No dia 18 de março, a 2ª Vara Federal Criminal de Curitiba, especializada em lavagem de dinheiro, decretou a prisão preventiva do réu após ouvir o depoimento de Gabriel Pires Nunes Neto, um dos envolvidos no caso Banestado. Nunes Neto disse ao juiz que teria pego, a mando de Almeida Júnior, para impedir que houvesse investigação policial, fitas contendo gravações de conversas entre diretores da instituição.
O mandado de prisão aconteceu menos de 30 dias depois do ex-diretor ter sido liberado pelo TRF para responder o processo em liberdade. A primeira prisão preventiva havia sido decretada por haver indícios de que o réu poderia estar omitindo provas para prejudicar as investigações.
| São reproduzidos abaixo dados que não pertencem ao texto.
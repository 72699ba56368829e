//! Configuration for facebot.
//!
//! Configuration sources (highest priority first):
//! 1. Environment variables (FACEBOT_HOME, FACEBOT_DATABASE)
//! 2. Config file (`--config <path>` or .facebot/config.yaml)
//! 3. Defaults (~/.facebot)
//!
//! Config file discovery:
//! - Searches current directory and parents for .facebot/config.yaml
//! - `home` is relative to the .facebot/ directory, other paths are relative
//!   to the project root (the parent of .facebot/)
//!
//! The result is an immutable [`Settings`] value handed to each component.

use std::path::{Path, PathBuf};
use std::time::Duration;

use anyhow::{Context, Result};
use serde::{Deserialize, Serialize};

use crate::core::{CrawlerConfig, FollowSettings, PostSettings, StrategyTable, StrategyWeight};

/// Directory holding the config file
pub const CONFIG_DIR: &str = ".facebot";

/// Raw config file schema (matches YAML structure)
#[derive(Debug, Clone, Default, Deserialize, Serialize)]
#[serde(default)]
pub struct ConfigFile {
    pub version: Option<String>,
    pub paths: PathsConfig,
    pub remote: RemoteConfig,
    pub faces: FacesConfig,
    pub crawler: CrawlerSection,
    pub posting: PostingSection,
    pub follow: FollowSection,

    /// Strategy weights, must total 100
    pub strategies: Option<Vec<StrategyWeight>>,
}

#[derive(Debug, Clone, Default, Deserialize, Serialize)]
#[serde(default)]
pub struct PathsConfig {
    /// Engine state directory (relative to .facebot/)
    pub home: Option<String>,
    /// Catalog database file
    pub database: Option<String>,
    /// Composed image output directory
    pub output: Option<String>,
    /// Caption file, one caption per line
    pub captions: Option<String>,
}

#[derive(Debug, Clone, Deserialize, Serialize)]
#[serde(default)]
pub struct RemoteConfig {
    pub base_url: String,
    pub timeout_seconds: u64,
}

impl Default for RemoteConfig {
    fn default() -> Self {
        Self {
            base_url: "http://127.0.0.1:8080".to_string(),
            timeout_seconds: 30,
        }
    }
}

#[derive(Debug, Clone, Deserialize, Serialize)]
#[serde(default)]
pub struct FacesConfig {
    pub command: String,
    pub timeout_seconds: u64,
}

impl Default for FacesConfig {
    fn default() -> Self {
        Self {
            command: "facefinder".to_string(),
            timeout_seconds: 60,
        }
    }
}

#[derive(Debug, Clone, Deserialize, Serialize)]
#[serde(default)]
pub struct CrawlerSection {
    pub interval_seconds: u64,
    pub jitter_seconds: u64,
    pub account_ttl_seconds: u64,
}

impl Default for CrawlerSection {
    fn default() -> Self {
        Self {
            interval_seconds: 600,
            jitter_seconds: 120,
            account_ttl_seconds: 3600,
        }
    }
}

#[derive(Debug, Clone, Deserialize, Serialize)]
#[serde(default)]
pub struct PostingSection {
    pub interval_seconds: u64,
    pub min_faces: u32,
    pub upload: bool,
    /// Size of the ranked pool a record is drawn from
    pub top_k: usize,
    pub ingest_pause_seconds: u64,
}

impl Default for PostingSection {
    fn default() -> Self {
        Self {
            interval_seconds: 30 * 60,
            min_faces: 1,
            upload: false,
            top_k: 5,
            ingest_pause_seconds: 10,
        }
    }
}

#[derive(Debug, Clone, Deserialize, Serialize)]
#[serde(default)]
pub struct FollowSection {
    pub enabled: bool,
    pub max_follows: usize,
    pub min_delay_seconds: u64,
    pub max_delay_seconds: u64,
}

impl Default for FollowSection {
    fn default() -> Self {
        Self {
            enabled: false,
            max_follows: 10,
            min_delay_seconds: 20,
            max_delay_seconds: 90,
        }
    }
}

/// Remote API settings
#[derive(Debug, Clone)]
pub struct RemoteSettings {
    pub base_url: String,
    pub timeout: Duration,
}

/// Face detector settings
#[derive(Debug, Clone)]
pub struct FaceSettings {
    pub command: String,
    pub timeout: Duration,
}

/// Resolved configuration with absolute paths
#[derive(Debug, Clone)]
pub struct Settings {
    /// Engine state directory
    pub home: PathBuf,
    /// Catalog database file
    pub database: PathBuf,
    /// Caption file, if any
    pub captions: Option<PathBuf>,
    /// Path to config file (if found)
    pub config_file: Option<PathBuf>,

    pub remote: RemoteSettings,
    pub faces: FaceSettings,
    pub crawler: CrawlerConfig,
    pub posting: PostSettings,
    pub top_k: usize,
    pub strategies: StrategyTable,
}

impl Settings {
    /// Load settings from an explicit config path, or discover one
    pub fn load(explicit: Option<&Path>) -> Result<Self> {
        let config_file = match explicit {
            Some(path) => {
                if !path.exists() {
                    anyhow::bail!("Config file not found: {}", path.display());
                }
                Some(path.to_path_buf())
            }
            None => find_config_file(),
        };

        let parsed = match config_file {
            Some(ref path) => Some((path.as_path(), load_config_file(path)?)),
            None => None,
        };

        let default_home = dirs::home_dir()
            .context("Failed to determine home directory")?
            .join(CONFIG_DIR);

        resolve(parsed, default_home, |key| std::env::var(key).ok())
    }
}

/// Find config file by searching current directory and parents
fn find_config_file() -> Option<PathBuf> {
    let mut current = std::env::current_dir().ok()?;

    loop {
        let config_path = current.join(CONFIG_DIR).join("config.yaml");
        if config_path.exists() {
            return Some(config_path);
        }

        if !current.pop() {
            break;
        }
    }

    None
}

/// Load and parse config file
fn load_config_file(path: &Path) -> Result<ConfigFile> {
    let content = std::fs::read_to_string(path)
        .with_context(|| format!("Failed to read config file: {}", path.display()))?;

    serde_yaml::from_str(&content)
        .with_context(|| format!("Failed to parse config file: {}", path.display()))
}

/// Resolve a path that may be relative to `base`
fn resolve_path(base: &Path, path_str: &str) -> PathBuf {
    let path = PathBuf::from(path_str);
    if path.is_absolute() {
        path
    } else {
        base.join(path)
            .canonicalize()
            .unwrap_or_else(|_| base.join(path_str))
    }
}

/// Merge config file, environment and defaults
fn resolve<F>(file: Option<(&Path, ConfigFile)>, default_home: PathBuf, env: F) -> Result<Settings>
where
    F: Fn(&str) -> Option<String>,
{
    let (config_file, config, config_dir, base_dir) = match file {
        Some((path, config)) => {
            // .facebot/
            let config_dir = path.parent().unwrap_or(Path::new(".")).to_path_buf();
            // project root
            let base_dir = config_dir.parent().unwrap_or(Path::new(".")).to_path_buf();
            (Some(path.to_path_buf()), config, Some(config_dir), Some(base_dir))
        }
        None => (None, ConfigFile::default(), None, None),
    };

    let relative = |dir: &Option<PathBuf>, value: &str| match dir {
        Some(dir) => resolve_path(dir, value),
        None => PathBuf::from(value),
    };

    let home = if let Some(env_home) = env("FACEBOT_HOME") {
        PathBuf::from(env_home)
    } else if let Some(ref home_path) = config.paths.home {
        relative(&config_dir, home_path)
    } else {
        default_home
    };

    let database = if let Some(env_db) = env("FACEBOT_DATABASE") {
        PathBuf::from(env_db)
    } else if let Some(ref db_path) = config.paths.database {
        relative(&base_dir, db_path)
    } else {
        home.join("catalog.db")
    };

    let output_dir = match config.paths.output {
        Some(ref output) => relative(&base_dir, output),
        None => home.join("output"),
    };

    let captions = config
        .paths
        .captions
        .as_ref()
        .map(|captions| relative(&base_dir, captions));

    let strategies = match config.strategies {
        Some(weights) => StrategyTable::new(weights).context("Invalid strategy table")?,
        None => StrategyTable::default(),
    };

    let posting = PostSettings {
        min_faces: config.posting.min_faces.max(1),
        output_dir,
        upload: config.posting.upload,
        interval: Duration::from_secs(config.posting.interval_seconds),
        ingest_pause: Duration::from_secs(config.posting.ingest_pause_seconds),
        follow: FollowSettings {
            enabled: config.follow.enabled,
            max_follows: config.follow.max_follows,
            min_delay: Duration::from_secs(config.follow.min_delay_seconds),
            max_delay: Duration::from_secs(config.follow.max_delay_seconds),
        },
    };

    Ok(Settings {
        home,
        database,
        captions,
        config_file,
        remote: RemoteSettings {
            base_url: config.remote.base_url,
            timeout: Duration::from_secs(config.remote.timeout_seconds),
        },
        faces: FaceSettings {
            command: config.faces.command,
            timeout: Duration::from_secs(config.faces.timeout_seconds),
        },
        crawler: CrawlerConfig {
            interval: Duration::from_secs(config.crawler.interval_seconds),
            jitter: Duration::from_secs(config.crawler.jitter_seconds),
            account_ttl: Duration::from_secs(config.crawler.account_ttl_seconds),
        },
        posting,
        top_k: config.posting.top_k.max(1),
        strategies,
    })
}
Segundo o juiz federal Sérgio Fernando Moro, as novas informações indicando a interferência do réu na instrução do processo e o risco de fuga justificavam a nova ordem de prisão preventiva.
A defesa de Almeida Júnior apelou novamente obtendo o segundo habeas corpus. O desembargador Élcio Pinheiro de Castro, relator do processo, entendeu que o fato que provocou a prisão preventiva [sumiço das fitas] ocorreu há mais de sete anos, e que só um acontecimento recente poderia justificar a medida.